**ACTIVITY:** All lines in the data below carrying the string "jump" are to be located and copied.

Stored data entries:
◇ ◇ ◇ ◇ ◇

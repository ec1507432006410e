use super::Interpreter;
use crate::consts::*;
use crate::error::RuntimeError;
use crate::state::CompareFlags;

use hatch_asm::AddressFlags;

impl Interpreter {
    pub(crate) fn jump(&mut self, target: u8) {
        self.registers[REG_INST] = target;
    }

    /// Conditional jump: taken iff `flag` was latched by the last `CMP`.
    pub(crate) fn branch(
        &mut self,
        flag: CompareFlags,
        flags: AddressFlags,
        operand: u8,
    ) -> Result<(), RuntimeError> {
        if self.compare.contains(flag) {
            let target = self.resolve_read(flags, operand)?;
            self.jump(target);
        }
        Ok(())
    }

    pub(crate) fn latch_compare(&mut self) {
        self.compare = CompareFlags::from_pair(self.registers[REG_A], self.registers[REG_B]);
    }

    /// `CALL`: the program counter has already advanced past the call
    /// instruction, so its current value is the return address.
    pub(crate) fn call(&mut self, flags: AddressFlags, operand: u8) -> Result<(), RuntimeError> {
        let target = self.resolve_read(flags, operand)?;
        self.call_stack.push(self.registers[REG_INST]);
        self.jump(target);
        Ok(())
    }

    /// `RET`: pops the return address, restores `A` and `B` from the two
    /// `SAVE`d data-stack cells, and loads `F` with the operand when the
    /// stack flag is clear (the literal-return shortcut).
    pub(crate) fn ret(&mut self, flags: AddressFlags, operand: u8) -> Result<(), RuntimeError> {
        let return_to = self
            .call_stack
            .pop()
            .ok_or(RuntimeError::CallStackUnderflow)?;

        if !flags.contains(AddressFlags::STACK) {
            self.registers[REG_F] = operand;
        }

        let b = self
            .data_stack
            .pop()
            .ok_or(RuntimeError::DataStackUnderflow)?;
        let a = self
            .data_stack
            .pop()
            .ok_or(RuntimeError::DataStackUnderflow)?;
        self.registers[REG_B] = b;
        self.registers[REG_A] = a;

        self.jump(return_to);
        Ok(())
    }
}

#[cfg(test)]
mod tests {
    use crate::consts::*;
    use crate::Interpreter;

    use hatch_asm::AddressFlags;

    #[test]
    fn save_then_ret_restores_registers() {
        let mut vm = Interpreter::new();
        vm.set_ab(13, 74);
        vm.save();
        vm.set_ab(0, 0);
        vm.call_stack.push(42);

        vm.ret(AddressFlags::empty(), 7).unwrap();

        assert_eq!(13, vm.registers()[REG_A]);
        assert_eq!(74, vm.registers()[REG_B]);
        assert_eq!(7, vm.registers()[REG_F]);
        assert_eq!(42, vm.registers()[REG_INST]);
    }

    #[test]
    fn stack_flagged_ret_preserves_f() {
        let mut vm = Interpreter::new();
        vm.registers[REG_F] = 99;
        vm.save();
        vm.call_stack.push(0);

        vm.ret(AddressFlags::STACK, 0).unwrap();

        assert_eq!(99, vm.registers()[REG_F]);
    }

    #[test]
    fn ret_without_caller_faults() {
        let mut vm = Interpreter::new();
        vm.save();
        assert!(vm.ret(AddressFlags::empty(), 0).is_err());
    }
}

◇ ◇ ◇ ◇ ◇

**OUTPUT BELOW:**
    pub(crate) fn jump(&mut self, target: u8) {
    /// Conditional jump: taken iff `flag` was latched by the last `CMP`.
            self.jump(target);
        self.jump(target);
        self.jump(return_to);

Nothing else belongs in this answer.